In neurofibromas, the primary pathogenic cells are Schwann cells with biallelic NF1 mutations . Neurofibromas also contain blood-derived mast cells. In animal models mast cells contribute to disruption of nerve axon–Schwann interactions and neurofibroma formation [22, 36,38]. The NF1 protein, neurofibromin, is an off signal for Ras protein, a GTPase-activating protein (Ras-GAP) that acts downstream of receptor tyrosine kinases, including cytokine receptors . Nf1−/− Schwann cells secrete elevated SCF (Kit ligand), M-CSF (Fms ligand), RANTES (CCL5) and vascular endothelial growth factor (VEGF), enhancing the migration of Nf1± mast cells toward the peripheral nerve . Importantly, macrophage recruitment into tumors can be mediated by cytokines including VEGF and RANTES [5, 13].
Surprisingly, macrophages have not been studied in neurofibromas, even though peripheral nerves contain resident macrophages and additional macrophages invade the nerve after injury [16, 23], and macrophages and inflammatory cytokines are increased in the blood of NF1 patients . Factor XIIIa, now known to be a marker of alternative macrophage activation, was detected in some cells in normal peripheral nerves and cutaneous neurofibromas, but these were tentatively identified as fibroblasts based on electron microscopy . In human NF1, anecdotal evidence suggested a link between wounding and tumor formation.

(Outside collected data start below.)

use crate::scene::ground::REFERENCE_FRAME;

/// Longest step a single frame may integrate, in seconds.
pub const MAX_DELTA: f32 = 0.05;

/// Turns host timestamps into per-frame deltas.
#[derive(Debug, Default, Clone)]
pub struct FrameClock {
    last_ms: Option<f64>,
}

impl FrameClock {
    pub fn new() -> Self {
        Self::default()
    }

    /// Seconds since the previous tick, clamped to `[0, MAX_DELTA]`.
    /// The first tick has no predecessor and reports one reference frame.
    pub fn tick(&mut self, timestamp_ms: f64) -> f32 {
        if !timestamp_ms.is_finite() {
            return 0.0;
        }
        let dt = match self.last_ms {
            None => REFERENCE_FRAME,
            Some(last) => (((timestamp_ms - last) / 1000.0) as f32).clamp(0.0, MAX_DELTA),
        };
        self.last_ms = Some(timestamp_ms);
        dt
    }
}
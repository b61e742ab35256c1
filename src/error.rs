use thiserror::Error;

#[derive(Debug, Error)]
pub enum ConfigError {
    #[error("failed to read config file {path}: {source}")]
    ReadError {
        path: String,
        #[source]
        source: std::io::Error,
    },

    #[error("failed to parse config: {0}")]
    ParseError(#[from] toml::de::Error),

    #[error("could not determine a config directory")]
    NoConfigDir,

    #[error("invalid value {value:?} for environment variable {name}")]
    InvalidEnvVar { name: &'static str, value: String },

    #[error("invalid daylight window: sunrise {sunrise} must be before sunset {sunset}, both within 0-24")]
    InvalidSunWindow { sunrise: f32, sunset: f32 },

    #[error("cloud cover must be between 0 and 100, got {0}")]
    InvalidCloudCover(f32),

    #[error("fps must be between 1 and 120, got {0}")]
    InvalidFps(u32),
}

impl ConfigError {
    pub fn kind(&self) -> &'static str {
        match self {
            ConfigError::ReadError { .. } => "ReadError",
            ConfigError::ParseError(_) => "ParseError",
            ConfigError::NoConfigDir => "NoConfigDir",
            ConfigError::InvalidEnvVar { .. } => "InvalidEnvVar",
            ConfigError::InvalidSunWindow { .. } => "InvalidSunWindow",
            ConfigError::InvalidCloudCover(_) => "InvalidCloudCover",
            ConfigError::InvalidFps(_) => "InvalidFps",
        }
    }
}

#[derive(Debug, Error)]
pub enum ConditionParseError {
    #[error("unknown weather condition '{0}', expected one of: clear, partly-cloudy, overcast, drizzle, rain, heavy-rain, snow")]
    Unknown(String),
}
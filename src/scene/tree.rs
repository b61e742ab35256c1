//! Procedural holiday tree.
//!
//! The tree is generated once per viewport size and baked into a cell
//! image. Ornaments and lights are kept out of the image so they can be
//! animated independently every frame.

use crossterm::style::Color;
use std::f32::consts::TAU;

use crate::noise::{NoiseRng, fbm_1d, hash1, mix_seed};
use crate::render::{CELL_H, CELL_W, Canvas, Viewport, lerp_color, rgb, scale_color};
use crate::scene::ground::BASE_GROUND_HEIGHT;

const ORNAMENT_COLORS: [Color; 5] = [
    Color::Rgb { r: 220, g: 40, b: 50 },
    Color::Rgb { r: 250, g: 200, b: 40 },
    Color::Rgb { r: 70, g: 120, b: 230 },
    Color::Rgb { r: 200, g: 90, b: 210 },
    Color::Rgb { r: 235, g: 235, b: 245 },
];

#[derive(Debug, Clone, Copy, PartialEq)]
pub struct TreeCell {
    pub ch: char,
    pub fg: Color,
    pub bg: Color,
}

#[derive(Debug, Clone, Copy, PartialEq)]
pub struct Ornament {
    pub x: f32,
    pub y: f32,
    pub color: Color,
}

#[derive(Debug, Clone, Copy, PartialEq)]
pub struct Light {
    pub x: f32,
    pub y: f32,
    pub phase: f32,
    pub color: Color,
}

/// Baked tree image plus its animated anchors.
#[derive(Debug, Clone, PartialEq)]
pub struct TreeCache {
    pub seed: u32,
    pub viewport: Viewport,
    pub origin: (i32, i32),
    pub cols: usize,
    pub rows: usize,
    pub cells: Vec<Option<TreeCell>>,
    pub ornaments: Vec<Ornament>,
    pub lights: Vec<Light>,
    pub star: (f32, f32),
}

struct Layer {
    top: f32,
    bottom: f32,
    half_width: f32,
}

struct Shape {
    seed: u32,
    center_x: f32,
    base_y: f32,
    top_y: f32,
    trunk_top: f32,
    trunk_half: f32,
    layers: Vec<Layer>,
}

impl Shape {
    fn generate(seed: u32, viewport: Viewport, rng: &mut NoiseRng) -> Self {
        let tree_height = (viewport.height * 0.5).clamp(120.0, 420.0);
        let center_x = (viewport.width * 0.2).max(tree_height * 0.4);
        let base_y = viewport.height - BASE_GROUND_HEIGHT + 6.0;
        let top_y = base_y - tree_height;
        let trunk_height = tree_height * 0.12;
        let canopy_height = tree_height - trunk_height;
        let max_half = tree_height * 0.36;

        let count = rng.range_u32(4, 6) as usize;
        let layers = (0..count)
            .map(|k| {
                let k_f = k as f32;
                let n = count as f32;
                let jitter = rng.range(-0.04, 0.04) * canopy_height;
                Layer {
                    top: top_y + canopy_height * (k_f / n) * 0.8 + jitter.min(0.0),
                    bottom: top_y + canopy_height * (k_f + 1.0) / n + jitter.max(0.0) * 0.5,
                    half_width: max_half * (0.4 + 0.6 * (k_f + 1.0) / n) * rng.range(0.92, 1.05),
                }
            })
            .collect();

        Self {
            seed,
            center_x,
            base_y,
            top_y,
            trunk_top: base_y - trunk_height - 6.0,
            trunk_half: (tree_height * 0.04).max(CELL_W * 0.75),
            layers,
        }
    }

    /// Half width of layer `k` at height `y`, with noisy edges.
    fn half_width_at(&self, k: usize, y: f32) -> f32 {
        let layer = &self.layers[k];
        let t = ((y - layer.top) / (layer.bottom - layer.top).max(1.0)).clamp(0.0, 1.0);
        let wobble = 1.0 + 0.12 * fbm_1d(y * 0.05 + k as f32 * 13.0, self.seed);
        layer.half_width * t * wobble
    }

    /// Front-most layer containing the point, if any.
    fn layer_at(&self, x: f32, y: f32) -> Option<usize> {
        let dx = (x - self.center_x).abs();
        self.layers.iter().enumerate().find_map(|(k, layer)| {
            let sag = 6.0 * fbm_1d(x * 0.06, self.seed ^ (k as u32 + 1));
            let inside = y >= layer.top && y <= layer.bottom + sag && dx <= self.half_width_at(k, y);
            inside.then_some(k)
        })
    }

    fn garland_y(&self, k: usize, x: f32) -> f32 {
        let layer = &self.layers[k];
        layer.top + (layer.bottom - layer.top) * 0.68 + (x * 0.04 + k as f32).sin() * 6.0
    }

    fn bounds(&self) -> (f32, f32, f32, f32) {
        let widest = self
            .layers
            .iter()
            .map(|l| l.half_width)
            .fold(0.0_f32, f32::max)
            * 1.2;
        (
            self.center_x - widest,
            self.top_y - CELL_H * 2.0,
            self.center_x + widest,
            self.base_y,
        )
    }
}

pub fn seed_for_viewport(viewport: Viewport) -> u32 {
    mix_seed(viewport.width as u32, viewport.height as u32)
}

impl TreeCache {
    /// Builds the tree. Pure in `seed` and `viewport`.
    pub fn build(seed: u32, viewport: Viewport) -> Self {
        let mut rng = NoiseRng::seed(seed);
        let shape = Shape::generate(seed, viewport, &mut rng);

        let (left, top, right, bottom) = shape.bounds();
        let origin = ((left / CELL_W).floor() as i32, (top / CELL_H).floor() as i32);
        let cols = ((right / CELL_W).ceil() as i32 - origin.0).max(1) as usize;
        let rows = ((bottom / CELL_H).ceil() as i32 - origin.1).max(1) as usize;

        let mut cells = Vec::with_capacity(cols * rows);
        for r in 0..rows {
            for c in 0..cols {
                let x = (origin.0 + c as i32) as f32 * CELL_W + CELL_W * 0.5;
                let y = (origin.1 + r as i32) as f32 * CELL_H + CELL_H * 0.5;
                cells.push(bake_cell(&shape, x, y, c as i32 * 7919 + r as i32));
            }
        }

        let ornaments = place_ornaments(&shape, &mut rng);
        let lights = place_lights(&shape, &mut rng);
        let star = (shape.center_x, shape.top_y - CELL_H * 0.5);

        Self {
            seed,
            viewport,
            origin,
            cols,
            rows,
            cells,
            ornaments,
            lights,
            star,
        }
    }

    pub fn for_viewport(viewport: Viewport) -> Self {
        Self::build(seed_for_viewport(viewport), viewport)
    }

    pub fn render(&self, canvas: &mut Canvas, elapsed: f32) {
        for r in 0..self.rows {
            for c in 0..self.cols {
                if let Some(cell) = self.cells[r * self.cols + c] {
                    canvas.fill(
                        self.origin.0 + c as i32,
                        self.origin.1 + r as i32,
                        cell.ch,
                        cell.fg,
                        cell.bg,
                    );
                }
            }
        }

        for ornament in &self.ornaments {
            canvas.plot(ornament.x, ornament.y, '●', ornament.color);
        }

        for light in &self.lights {
            let on = (elapsed * 3.0 + light.phase).sin() > -0.2;
            let color = if on {
                light.color
            } else {
                scale_color(light.color, 0.35)
            };
            canvas.plot(light.x, light.y, '•', color);
        }

        let twinkle = 0.8 + 0.2 * (elapsed * 2.0).sin();
        canvas.plot(self.star.0, self.star.1, '★', scale_color(rgb(255, 215, 0), twinkle));
    }
}

fn bake_cell(shape: &Shape, x: f32, y: f32, cell_key: i32) -> Option<TreeCell> {
    if let Some(k) = shape.layer_at(x, y) {
        let layer = &shape.layers[k];
        let half = shape.half_width_at(k, y).max(1.0);
        let across = ((x - shape.center_x).abs() / half).clamp(0.0, 1.0);
        let down = ((y - layer.top) / (layer.bottom - layer.top).max(1.0)).clamp(0.0, 1.0);

        let light_side = if x < shape.center_x { 1.08 } else { 0.9 };
        let base = lerp_color(rgb(46, 139, 87), rgb(12, 60, 30), across * 0.7 + down * 0.3);
        let bg = scale_color(base, light_side);

        // snow resting on the lower edge of each layer
        if y > layer.bottom - 6.0 && across < 0.9 {
            return Some(TreeCell {
                ch: '▄',
                fg: rgb(240, 245, 255),
                bg,
            });
        }

        if (y - shape.garland_y(k, x)).abs() < CELL_H * 0.5 {
            return Some(TreeCell {
                ch: '~',
                fg: rgb(232, 190, 60),
                bg,
            });
        }

        let texture = hash1(cell_key, shape.seed);
        let ch = if texture > 0.55 {
            '^'
        } else if texture < -0.7 {
            '"'
        } else {
            ' '
        };
        return Some(TreeCell {
            ch,
            fg: scale_color(bg, 0.6),
            bg,
        });
    }

    let dx = (x - shape.center_x).abs();
    if dx <= shape.trunk_half && y >= shape.trunk_top && y <= shape.base_y {
        let bark = if hash1(cell_key, shape.seed ^ 0xBA5E) > 0.3 { '|' } else { ' ' };
        return Some(TreeCell {
            ch: bark,
            fg: rgb(70, 40, 20),
            bg: rgb(101, 67, 33),
        });
    }

    None
}

fn place_ornaments(shape: &Shape, rng: &mut NoiseRng) -> Vec<Ornament> {
    let count = shape.layers.len() * 3 + rng.range_u32(0, 4) as usize;
    (0..count)
        .map(|_| {
            let k = rng.range_u32(0, shape.layers.len() as u32 - 1) as usize;
            let layer = &shape.layers[k];
            let y = layer.top + (layer.bottom - layer.top) * rng.range(0.35, 0.85);
            let half = shape.half_width_at(k, y);
            let x = shape.center_x + rng.range(-0.8, 0.8) * half;
            Ornament {
                x,
                y,
                color: ORNAMENT_COLORS[rng.range_u32(0, ORNAMENT_COLORS.len() as u32 - 1) as usize],
            }
        })
        .collect()
}

fn place_lights(shape: &Shape, rng: &mut NoiseRng) -> Vec<Light> {
    let mut lights = Vec::new();
    for k in 0..shape.layers.len() {
        let n = rng.range_u32(5, 8);
        let y_mid = shape.garland_y(k, shape.center_x);
        let half = shape.half_width_at(k, y_mid) * 0.85;
        for i in 0..n {
            let t = if n > 1 { i as f32 / (n - 1) as f32 } else { 0.5 };
            let x = shape.center_x - half + 2.0 * half * t;
            lights.push(Light {
                x,
                y: shape.garland_y(k, x),
                phase: rng.range(0.0, TAU),
                color: ORNAMENT_COLORS[rng.range_u32(0, ORNAMENT_COLORS.len() as u32 - 1) as usize],
            });
        }
    }
    lights
}

#[cfg(test)]
mod tests {
    use super::*;

    #[test]
    fn test_same_seed_same_tree() {
        let vp = Viewport::new(800.0, 600.0);
        let a = TreeCache::build(1234, vp);
        let b = TreeCache::build(1234, vp);
        assert_eq!(a.ornaments, b.ornaments);
        assert_eq!(a.lights, b.lights);
        assert_eq!(a.cells, b.cells);
        assert_eq!(a, b);
    }

    #[test]
    fn test_different_seeds_differ() {
        let vp = Viewport::new(800.0, 600.0);
        let a = TreeCache::build(1, vp);
        let b = TreeCache::build(2, vp);
        assert!(a.ornaments != b.ornaments || a.lights != b.lights);
    }

    #[test]
    fn test_seed_follows_viewport() {
        let a = Viewport::new(800.0, 600.0);
        let b = Viewport::new(808.0, 600.0);
        assert_eq!(seed_for_viewport(a), seed_for_viewport(a));
        assert_ne!(seed_for_viewport(a), seed_for_viewport(b));
        assert_eq!(TreeCache::for_viewport(a), TreeCache::for_viewport(a));
    }

    #[test]
    fn test_anchors_sit_inside_the_image() {
        let tree = TreeCache::for_viewport(Viewport::new(1280.0, 720.0));
        let left = tree.origin.0 as f32 * CELL_W;
        let top = tree.origin.1 as f32 * CELL_H;
        let right = left + tree.cols as f32 * CELL_W;
        let bottom = top + tree.rows as f32 * CELL_H;
        for o in &tree.ornaments {
            assert!(o.x >= left && o.x <= right && o.y >= top && o.y <= bottom);
        }
        for l in &tree.lights {
            assert!(l.x >= left && l.x <= right);
        }
        assert!(!tree.lights.is_empty());
        assert!(tree.ornaments.len() >= 12);
    }

    #[test]
    fn test_image_has_canopy_and_trunk() {
        let tree = TreeCache::for_viewport(Viewport::new(800.0, 600.0));
        let filled = tree.cells.iter().flatten().count();
        assert!(filled > 50);
        let brown = tree
            .cells
            .iter()
            .flatten()
            .filter(|c| c.bg == rgb(101, 67, 33))
            .count();
        assert!(brown > 0);
    }

    #[test]
    fn test_render_draws_star() {
        let vp_cells = (100, 38);
        let mut canvas = Canvas::new(vp_cells.0, vp_cells.1);
        let tree = TreeCache::for_viewport(canvas.viewport());
        tree.render(&mut canvas, 0.0);
        let (col, row) = crate::render::to_cell(tree.star.0, tree.star.1);
        assert_eq!(canvas.cell(col as u16, row as u16).map(|c| c.ch), Some('★'));
    }
}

Furthermore, sciatic nerve injury with coincident macrophage nerve invasion promoted neurofibroma formation in Nf1± mutant mice . These findings raise the possibility that Nf1−/− Schwann cells could recruit macrophages into neurofibromas. We hypothesized that macrophages are relevant to neurofibroma formation and/or growth. This hypothesis was tested in the initiation and maintenance of tumors in a genetically engineered mouse (GEM) neurofibroma model in which Nf1 is ablated in the Schwann cell lineage via the use of a Desert hedgehog (Dhh)-cre driver (Dhh-Cre; Nf1flox/flox) [34, 35], while hematopoetic lineages remain wild type. We identify macrophages as cells that contribute to the tumor microenvironment cell in NF1 and show that neurofibroma-associated macrophages have anti-tumor and pro-tumor roles at different disease stages.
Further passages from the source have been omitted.